Global heat pump sales jumped by almost 15 percent in 2021, with 2022 sales numbers expected to reach record levels in response to the global energy crisis and the war in Ukraine. Many in the clean energy sphere and beyond would even call 2022 the year of the heat pump. Here are just a few reasons why.
- Rheem introduced a highly efficient 120-volt heat pump water heater that can be easily installed in homes and plugged into a standard wall socket —a big deal for accelerating adoption.
- The Department of Energy announced multiple heat pump initiatives and millions in funding to deploy the technology. Its Cold Climate Heat Pump Challenge also made big breakthroughs in lab testing its technology — Trane’s heat pump prototypeperformed in temperatures as low as negative 23 degrees Fahrenheit.
- Cleantech startup Gradient Comfort and HVAC company Midea America won New York’s Clean Heat For All Challenge and are set to electrify 30,000 New York Housing Authority apartments with their innovative heat pump window units. This kind of plug-and-play technology could be a game changer for expanding clean heating and cooling access. It has the potential to scale building decarbonization across the fragmented multifamily sector and bring clean energy benefits to more underserved communities.
- As of this November, four US states have explicitly called for electrification by setting time-bound heat pump deployment targets that together total well over 12 million new heat pumpsby 2030.
- The EPA proposed restricting the use of some of the most planet-warming types of hydrofluorocarbons (HFCs) in refrigerators, air conditioners and other products.
6. Commercial buildings gain momentum to switch to all-electric right now.
Commercial buildings make up roughly half of US buildings-sector emissions. Electrification retrofits that remove gas are a key climate solution, but building owners are often uncertain about the economic return these retrofits offer. RMI’s new study helped disprove this notion, showing that there is a cost-effective scenario for electrification today across four major US cities.
Furthermore, skyscrapers make up a significant portion of emissions in cities, but are also complex structures that are difficult to decarbonize. For example, in New York City, 2 percent of buildings account for half of its climate emissions. NYSERDA launched the $50 Million Empire Building Challenge in early 2022 to take this issue head on. Some of the state’s largest real estate owners and developers representing millions of square feet of space have joined the Challenge to advance smart and efficient building operations, clean technologies, and electrification across their portfolios.
To scale the impact of the Empire Building Challenge even further, the Clean Fight accelerator and RMI are managing the $10 million Empire Technology Prize to create a blueprint for decarbonizing large cold-climate buildings in New York and around the world.
7. Investing in electrification over fossil fuel infrastructure becomes a no brainer.
A new gas customer is added to the system every minute in the United States, and existing gas customers are covering their construction costs through hidden subsidies knows as line extension allowances.
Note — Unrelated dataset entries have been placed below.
#[cfg(test)]
mod tests {
    use std::collections::BTreeMap;
    use std::path::PathBuf;

    use bevy::math::Affine3A;

    use super::*;
    use crate::camera::CameraSnapshot;
    use crate::frame::Frame;
    use crate::frame::RenderedFrames;
    use crate::geometry::MeshPart;
    use crate::geometry::ObjectGeometry;

    const VIEWPORT: UVec2 = UVec2::new(200, 100);

    const QUAD: [[f32; 3]; 4] = [
        [-1.0, -1.0, 0.0],
        [1.0, -1.0, 0.0],
        [-1.0, 1.0, 0.0],
        [1.0, 1.0, 0.0],
    ];

    /// Orthographic camera: 10 px per world unit, world origin at the viewport center
    fn camera() -> CameraSnapshot {
        let projection = Mat4::orthographic_rh(-10.0, 10.0, -5.0, 5.0, 0.1, 100.0);
        let transform = GlobalTransform::from(Transform::from_xyz(0.0, 0.0, 10.0));
        CameraSnapshot::from_camera(projection, &transform, VIEWPORT)
    }

    fn quad_at(x: f32, y: f32) -> ObjectGeometry<'static> {
        ObjectGeometry::new(
            true,
            vec![MeshPart::from_vertices(
                &QUAD,
                Affine3A::from_translation(Vec3::new(x, y, 0.0)),
            )],
        )
    }

    struct StaticFrames {
        grabs: usize,
    }

    impl FrameSource for StaticFrames {
        fn grab_frame(&mut self, request: &FrameRequest) -> Option<Frame> {
            self.grabs += 1;
            let len = request.viewport.x as usize * request.viewport.y as usize * 3;
            Frame::from_rgb(request.viewport.x, request.viewport.y, vec![0; len]).ok()
        }
    }

    struct NoFrames;

    impl FrameSource for NoFrames {
        fn grab_frame(&mut self, _request: &FrameRequest) -> Option<Frame> { None }
    }

    #[derive(Default)]
    struct MemoryStore {
        images:      Vec<u64>,
        labels:      BTreeMap<u64, Vec<String>>,
        fail_images: bool,
    }

    impl ImageStore for MemoryStore {
        fn write_image(&mut self, index: u64, _frame: &Frame) -> Result<PathBuf, CaptureError> {
            if self.fail_images {
                return Err(CaptureError::InvalidFrame {
                    width:  0,
                    height: 0,
                    len:    0,
                });
            }
            self.images.push(index);
            Ok(PathBuf::from(format!("{index}.png")))
        }
    }

    impl LabelStore for MemoryStore {
        fn write_labels(
            &mut self,
            index: u64,
            labels: &[NormalizedLabel],
        ) -> Result<PathBuf, CaptureError> {
            let lines = labels.iter().map(ToString::to_string).collect();
            self.labels.insert(index, lines);
            Ok(PathBuf::from(format!("{index}.txt")))
        }
    }

    fn run(
        session: &mut CaptureSession,
        objects: &[CaptureObject<ObjectGeometry<'static>>],
        store: &mut MemoryStore,
    ) -> CaptureReport {
        let mut frames = StaticFrames { grabs: 0 };
        let report = session
            .capture(0, &camera(), objects, &mut frames, store)
            .expect("capture succeeds");
        assert!(frames.grabs <= 1);
        report
    }

    #[test]
    fn all_visible_objects_share_one_image_and_label_file() {
        let objects = [
            CaptureObject::new(2, quad_at(0.0, 0.0)),
            CaptureObject::new(0, quad_at(500.0, 0.0)),
            CaptureObject::new(5, quad_at(-5.0, 2.0)),
        ];
        let mut session = CaptureSession::new(10);
        let mut store = MemoryStore::default();

        let report = run(&mut session, &objects, &mut store);

        assert_eq!(report.image_index, Some(10));
        assert_eq!(session.next_index(), 11);
        assert_eq!(store.images, [10]);
        assert_eq!(
            store.labels[&10],
            ["2 0.5 0.5 0.1 0.2", "5 0.25 0.7 0.1 0.2"]
        );
        assert_eq!(
            report.skipped,
            [SkippedObject {
                position: 1,
                class_id: 0,
                reason:   SkipReason::OutsideFrustum,
            }]
        );
    }

    #[test]
    fn nothing_visible_writes_nothing_and_keeps_index() {
        let objects = [
            CaptureObject::new(1, quad_at(500.0, 0.0)),
            CaptureObject::new(1, ObjectGeometry::new(false, Vec::new())),
        ];
        let mut session = CaptureSession::new(3);
        let mut store = MemoryStore::default();

        let report = run(&mut session, &objects, &mut store);

        assert_eq!(report.image_index, None);
        assert_eq!(session.next_index(), 3);
        assert!(store.images.is_empty());
        assert!(store.labels.is_empty());
        assert_eq!(report.skipped.len(), 2);
        assert_eq!(report.skipped[1].reason, SkipReason::Disabled);
    }

    #[test]
    fn index_advances_once_per_capture_with_visible_objects() {
        let visible = [
            CaptureObject::new(0, quad_at(0.0, 0.0)),
            CaptureObject::new(1, quad_at(2.0, 0.0)),
        ];
        let hidden = [CaptureObject::new(0, quad_at(0.0, 500.0))];
        let mut session = CaptureSession::default();
        let mut store = MemoryStore::default();

        run(&mut session, &visible, &mut store);
        run(&mut session, &hidden, &mut store);
        run(&mut session, &visible, &mut store);

        assert_eq!(session.next_index(), 2);
        assert_eq!(store.images, [0, 1]);
        assert_eq!(store.labels[&1].len(), 2);
    }

    #[test]
    fn object_without_parts_emits_no_label() {
        let objects = [
            CaptureObject::new(7, ObjectGeometry::new(true, Vec::new())),
            CaptureObject::new(8, quad_at(0.0, 0.0)),
        ];
        let mut session = CaptureSession::default();
        let mut store = MemoryStore::default();

        let report = run(&mut session, &objects, &mut store);

        assert_eq!(report.labels.len(), 1);
        assert_eq!(report.labels[0].class_id, 8);
        assert_eq!(report.skipped[0].reason, SkipReason::NoGeometry);
    }

    #[test]
    fn visible_object_without_vertices_still_consumes_index() {
        // bounds present but vertex data missing
        let part = MeshPart {
            vertices:       None,
            local_bounds:   Some((Vec3::ZERO, Vec3::ONE)),
            local_to_world: Affine3A::IDENTITY,
        };
        let objects = [CaptureObject::new(4, ObjectGeometry::new(true, vec![part]))];
        let mut session = CaptureSession::default();
        let mut store = MemoryStore::default();

        let report = run(&mut session, &objects, &mut store);

        assert_eq!(report.image_index, Some(0));
        assert!(report.labels.is_empty());
        assert_eq!(report.skipped[0].reason, SkipReason::NoProjectedPoints);
        assert!(store.labels[&0].is_empty());
    }

    #[test]
    fn failed_image_write_keeps_index() {
        let objects = [CaptureObject::new(0, quad_at(0.0, 0.0))];
        let mut session = CaptureSession::new(6);
        let mut store = MemoryStore {
            fail_images: true,
            ..Default::default()
        };

        let result = session.capture(
            0,
            &camera(),
            &objects,
            &mut StaticFrames { grabs: 0 },
            &mut store,
        );

        assert!(result.is_err());
        assert_eq!(session.next_index(), 6);
        assert!(store.labels.is_empty());
    }

    #[test]
    fn missing_frame_aborts_capture() {
        let objects = [CaptureObject::new(0, quad_at(0.0, 0.0))];
        let mut session = CaptureSession::default();
        let mut store = MemoryStore::default();

        let report = session
            .capture(0, &camera(), &objects, &mut NoFrames, &mut store)
            .expect("no frame is not an error");

        assert_eq!(report, CaptureReport::default());
        assert_eq!(session.next_index(), 0);
        assert!(store.images.is_empty());
    }

    #[test]
    fn recapturing_an_index_overwrites_its_labels() {
        let mut store = MemoryStore::default();

        let many = [
            CaptureObject::new(0, quad_at(0.0, 0.0)),
            CaptureObject::new(1, quad_at(3.0, 0.0)),
        ];
        run(&mut CaptureSession::new(0), &many, &mut store);

        let one = [CaptureObject::new(9, quad_at(0.0, 0.0))];
        run(&mut CaptureSession::new(0), &one, &mut store);

        assert_eq!(store.labels[&0], ["9 0.5 0.5 0.1 0.2"]);
    }

    #[test]
    fn nothing_visible_never_grabs_a_frame() {
        let objects = [CaptureObject::new(1, quad_at(500.0, 0.0))];
        let mut frames = StaticFrames { grabs: 0 };

        let report = CaptureSession::default()
            .capture(0, &camera(), &objects, &mut frames, &mut MemoryStore::default())
            .expect("nothing to write");

        assert_eq!(report.image_index, None);
        assert_eq!(frames.grabs, 0);
    }

    #[test]
    fn plan_only_accepts_the_frame_it_requested() {
        let objects = [CaptureObject::new(3, quad_at(0.0, 0.0))];
        let plan = CapturePlan::measure(7, &camera(), &objects);
        assert_eq!(plan.frame_request().id, 7);

        let mut frames = RenderedFrames::default();
        frames.store(6, Frame::from_rgb(200, 100, vec![0; 200 * 100 * 3]).expect("valid size"));
        let mut session = CaptureSession::new(2);
        let mut store = MemoryStore::default();

        let report = session
            .commit(plan.clone(), &mut frames, &mut store)
            .expect("missing frame is not an error");
        assert_eq!(report.image_index, None);
        assert_eq!(session.next_index(), 2);

        frames.store(7, Frame::from_rgb(200, 100, vec![0; 200 * 100 * 3]).expect("valid size"));
        let report = session
            .commit(plan, &mut frames, &mut store)
            .expect("capture succeeds");
        assert_eq!(report.image_index, Some(2));
        assert_eq!(store.labels[&2], ["3 0.5 0.5 0.1 0.2"]);
    }

    #[test]
    fn plan_keeps_labels_measured_before_the_view_changed() {
        let mut objects = vec![CaptureObject::new(1, quad_at(0.0, 0.0))];
        let plan = CapturePlan::measure(1, &camera(), &objects);

        // the object moves before the frame arrives
        objects[0] = CaptureObject::new(1, quad_at(-5.0, 2.0));
        let moved = CapturePlan::measure(2, &camera(), &objects);
        assert_eq!(moved.labels()[0].to_string(), "1 0.25 0.7 0.1 0.2");

        let mut store = MemoryStore::default();
        CaptureSession::default()
            .commit(plan, &mut StaticFrames { grabs: 0 }, &mut store)
            .expect("capture succeeds");

        assert_eq!(store.labels[&0], ["1 0.5 0.5 0.1 0.2"]);
    }
}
In another first, the California Public Utilities Commission unanimously voted to eliminate these costly gas line extension subsidies, leading the way to fully decarbonize the state’s building sector, reduce methane pollution, and save Californians money. Colorado and other states have taken steps to reform these subsidies this year, with more to come in 2023.
Looking Forward with Hope
With all of this action to remove fossil fuels from our buildings to make them healthier and safer, we look forward with applied hope. In 2023 and beyond, we’re imagining healthier schools and more clean, efficient affordable housing. We envision greater collaboration and innovation in the construction industry to build right the first time and to retrofit our millions of existing buildings. With health, equity, and high road-jobs as our north stars, we can continue to improve our homes and businesses for the sustainable, comfortable, healthy future we all deserve.